Getting Started¶

The fastest way to understand HarnessGym is to:

run the offline demo and watch the loop,
read the result it produces,
then point it at a real task with a real runner.

Mental model¶

HarnessGym runs an iterative loop. Each iteration is five phases:

attempt → reflect → build → qualify → replay

The attempt is a fresh agent session working your task.
Reflect and build resume that same session to generate one reusable tool under .harnessgym/.
Qualify copies that tool into a clean workspace and self-tests it; broken tools are quarantined.
Replay activates the surviving tools for the next fresh session.
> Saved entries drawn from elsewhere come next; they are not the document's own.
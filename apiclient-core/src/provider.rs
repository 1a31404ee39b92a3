use serde::{Deserialize, Serialize};
use serde_json::Value;

pub mod exchange;
pub mod price;
pub mod weather;

/// Every upstream provider the client knows how to query.
#[derive(Debug, Clone, Copy, PartialEq, Eq, Hash, Serialize, Deserialize)]
pub enum ProviderId {
    #[serde(rename = "CoinGecko")]
    CoinGecko,
    #[serde(rename = "Binance")]
    Binance,
    #[serde(rename = "Open-Meteo")]
    OpenMeteo,
    #[serde(rename = "wttr.in")]
    Wttr,
    #[serde(rename = "ExchangeRate-API")]
    ExchangeRateApi,
    #[serde(rename = "Frankfurter")]
    Frankfurter,
}

impl ProviderId {
    pub fn as_str(&self) -> &'static str {
        match self {
            ProviderId::CoinGecko => "CoinGecko",
            ProviderId::Binance => "Binance",
            ProviderId::OpenMeteo => "Open-Meteo",
            ProviderId::Wttr => "wttr.in",
            ProviderId::ExchangeRateApi => "ExchangeRate-API",
            ProviderId::Frankfurter => "Frankfurter",
        }
    }

    pub const fn all() -> &'static [ProviderId] {
        &[
            ProviderId::CoinGecko,
            ProviderId::Binance,
            ProviderId::OpenMeteo,
            ProviderId::Wttr,
            ProviderId::ExchangeRateApi,
            ProviderId::Frankfurter,
        ]
    }
}

impl std::fmt::Display for ProviderId {
    fn fmt(&self, f: &mut std::fmt::Formatter<'_>) -> std::fmt::Result {
        f.write_str(self.as_str())
    }
}

/// One candidate request for a logical query.
#[derive(Debug, Clone, PartialEq)]
pub struct Source {
    pub provider: ProviderId,
    pub url: String,
    pub params: Vec<(String, String)>,
}

impl Source {
    pub fn new(provider: ProviderId, url: impl Into<String>) -> Self {
        Self {
            provider,
            url: url.into(),
            params: Vec::new(),
        }
    }

    pub fn param(mut self, key: &str, value: impl ToString) -> Self {
        self.params.push((key.to_string(), value.to_string()));
        self
    }
}

/// Numeric value of a JSON number or numeric string.
pub(crate) fn number(value: &Value) -> Option<f64> {
    match value {
        Value::Number(n) => n.as_f64(),
        Value::String(s) => s.trim().parse().ok(),
        _ => None,
    }
}

#[cfg(test)]
mod tests {
    use super::*;
    use serde_json::json;

    #[test]
    fn provider_names_match_serialized_form() {
        for id in ProviderId::all() {
            let serialized = serde_json::to_value(id).expect("provider id should serialize");
            assert_eq!(serialized, Value::String(id.as_str().to_string()));
            assert_eq!(id.to_string(), id.as_str());
        }
    }

    #[test]
    fn number_reads_numbers_and_numeric_strings() {
        assert_eq!(number(&json!(42.5)), Some(42.5));
        assert_eq!(number(&json!("43000.10000000")), Some(43000.1));
        assert_eq!(number(&json!(" 7 ")), Some(7.0));
        assert_eq!(number(&json!("n/a")), None);
        assert_eq!(number(&json!(null)), None);
    }

    #[test]
    fn source_builder_collects_params() {
        let source = Source::new(ProviderId::Binance, "https://example.test/price")
            .param("symbol", "BTCUSD")
            .param("limit", 1);

        assert_eq!(
            source.params,
            vec![
                ("symbol".to_string(), "BTCUSD".to_string()),
                ("limit".to_string(), "1".to_string()),
            ]
        );
    }
}
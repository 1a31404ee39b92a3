//! Binary crate for the `apiclient` command-line tool.
//!
//! This crate focuses on:
//! - Parsing CLI arguments
//! - Interactive configuration
//! - Human-friendly output formatting

use clap::Parser;
use tracing_subscriber::EnvFilter;

mod cli;

#[tokio::main]
async fn main() -> anyhow::Result<()> {
    let filter = EnvFilter::try_from_default_env().unwrap_or_else(|_| EnvFilter::new("warn"));
    tracing_subscriber::fmt()
        .with_env_filter(filter)
        .with_writer(std::io::stderr)
        .init();

    let cmd = cli::Cli::parse();
    cmd.run().await
}
//! Weather sources: Open-Meteo for a few known cities, wttr.in for any city.

use serde_json::{Map, Value};

use super::{ProviderId, Source, number};
use crate::config::Endpoints;

/// Cities Open-Meteo can be queried for without geocoding: (name, lat, lon).
const CITY_COORDINATES: [(&str, f64, f64); 4] = [
    ("Moscow", 55.7558, 37.6173),
    ("London", 51.5074, -0.1278),
    ("New York", 40.7128, -74.0060),
    ("Tokyo", 35.6762, 139.6503),
];

/// Coordinates for `city`, matched by exact name.
pub fn coordinates(city: &str) -> Option<(f64, f64)> {
    CITY_COORDINATES
        .iter()
        .find(|(name, _, _)| *name == city)
        .map(|&(_, lat, lon)| (lat, lon))
}

pub fn sources(endpoints: &Endpoints, city: &str) -> Vec<Source> {
    let mut sources = Vec::with_capacity(2);

    if let Some((lat, lon)) = coordinates(city) {
        sources.push(
            Source::new(ProviderId::OpenMeteo, &endpoints.open_meteo)
                .param("latitude", lat)
                .param("longitude", lon)
                .param("current", "temperature_2m,weathercode"),
        );
    }

    let url = format!("{}/{}", endpoints.wttr.trim_end_matches('/'), city.replace(' ', "+"));
    let wttr = Source::new(ProviderId::Wttr, url).param("format", "j1");
    sources.push(wttr);

    sources
}

/// Temperature (Celsius) and description, or `None` for a provider that does
/// not serve weather.
pub fn extract(provider: ProviderId, body: &Map<String, Value>) -> Option<(f64, String)> {
    match provider {
        ProviderId::OpenMeteo => Some(open_meteo(body)),
        ProviderId::Wttr => Some(wttr(body)),
        ProviderId::CoinGecko
        | ProviderId::Binance
        | ProviderId::ExchangeRateApi
        | ProviderId::Frankfurter => None,
    }
}

// {"current": {"temperature_2m": 12.3, "weathercode": 3}}
fn open_meteo(body: &Map<String, Value>) -> (f64, String) {
    let current = body.get("current");

    let temperature = current
        .and_then(|c| c.get("temperature_2m"))
        .and_then(number)
        .unwrap_or(0.0);

    let code = match current.and_then(|c| c.get("weathercode")) {
        Some(Value::Number(n)) => n.to_string(),
        Some(Value::String(s)) => s.clone(),
        _ => "N/A".to_string(),
    };

    (temperature, format!("Weather code: {code}"))
}

// {"current_condition": [{"temp_C": "11", "weatherDesc": [{"value": "Partly cloudy"}]}]}
fn wttr(body: &Map<String, Value>) -> (f64, String) {
    let current = body.get("current_condition").and_then(|c| c.get(0));

    let temperature = current
        .and_then(|c| c.get("temp_C"))
        .and_then(number)
        .unwrap_or(0.0);

    let description = current
        .and_then(|c| c.get("weatherDesc"))
        .and_then(|d| d.get(0))
        .and_then(|d| d.get("value"))
        .and_then(Value::as_str)
        .unwrap_or("Unknown")
        .to_string();

    (temperature, description)
}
The source of truth is .harnessgym/ in your workspace. Attempts come and go; the harness accumulates. See How It Works for the full walkthrough.

The offline demo¶

This needs no agent account — the deterministic fake runner exercises the whole loop:

harnessgym run \
  --task examples/numerical_debug_task/task.md \
  --workspace examples/numerical_debug_task \
  --iterations 2 \
  --attempt-timeout 10s \
  --build-timeout 10s \
  --runner fake

The fake runner intentionally blocks the first attempt, creates .harnessgym/tools/harnessgym_fake_probe.py, updates the registry, starts a fresh second attempt with that registry context, applies the known fix to kernel_ops.py, runs python verifier.py, and records the verified result.

When it finishes, look at what it wrote:

cat examples/numerical_debug_task/.harnessgym/registry.json
ls  examples/numerical_debug_task/.harnessgym/runs/*/iterations/*/

Reading a result¶

Every attempt writes result.json. The shape HarnessGym expects is:

{
  "status": "solved | blocked | incomplete | tooling_built | failed",
  "verified": true,
  "summary": "what happened",
  "reflection": {
    "selected_improvement": {
      "kind": "skill | mcp | tool | verifier | fixture | docs | script | test",
      "name": "short name",
      "reason": "why this is the highest-leverage next addition",
      "target_path": ".harnessgym/<area>/..."
    }
  },
  "verification": { "status": "passed | failed | not_run", "tooling_tests": [] },
  "metrics": { "score": 0 }
}

HarnessGym reads status / verified to decide whether the task is solved, reflection.selected_improvement to know what to build, and metrics to track optimization progress.

A real run¶

Point HarnessGym at your own task and a real runner. The minimum is a task file and a workspace:

harnessgym run \
  --task task.md \
  --workspace . \
  --iterations 3 \
  --attempt-timeout 45m \
  --build-timeout 20m \
  --runner exec

For an open-ended optimization task, add objective scoring so HarnessGym can checkpoint the best workspace itself — even if an attempt is killed by the timeout mid-edit:

harnessgym run \
  --task task.md \
  --workspace . \
  --iterations 5 \
  --attempt-timeout 5m \
  --runner exec \
  --optimization-mode \
  --score-key best_cycles \
  --stop-score 1 \
  --post-attempt-command "python3 benchmark.py --json --mode final" \
  --post-attempt-score-key best_cycles

--stop-score 1 is deliberately unreachable here, so all five iterations run and the harness keeps maturing.

Writing a good task file¶

A task file is just markdown. The examples that work best with HarnessGym share a few traits:

An objective command. "Run python3 benchmark.py --json and reduce best_cycles" gives the agent — and HarnessGym's --post-attempt-command — something concrete to score.
Clear edit boundaries. "Edit kernel.c only; don't change benchmark.py or the tolerances" keeps comparisons honest.
Fast vs final modes. A quick dev mode for iteration and a held-out final mode for claiming a robust improvement.
A nudge toward harness-building. "If building harness improvements, prefer a skill plus an MCP server exposing validation, analysis, search, and rollback tools."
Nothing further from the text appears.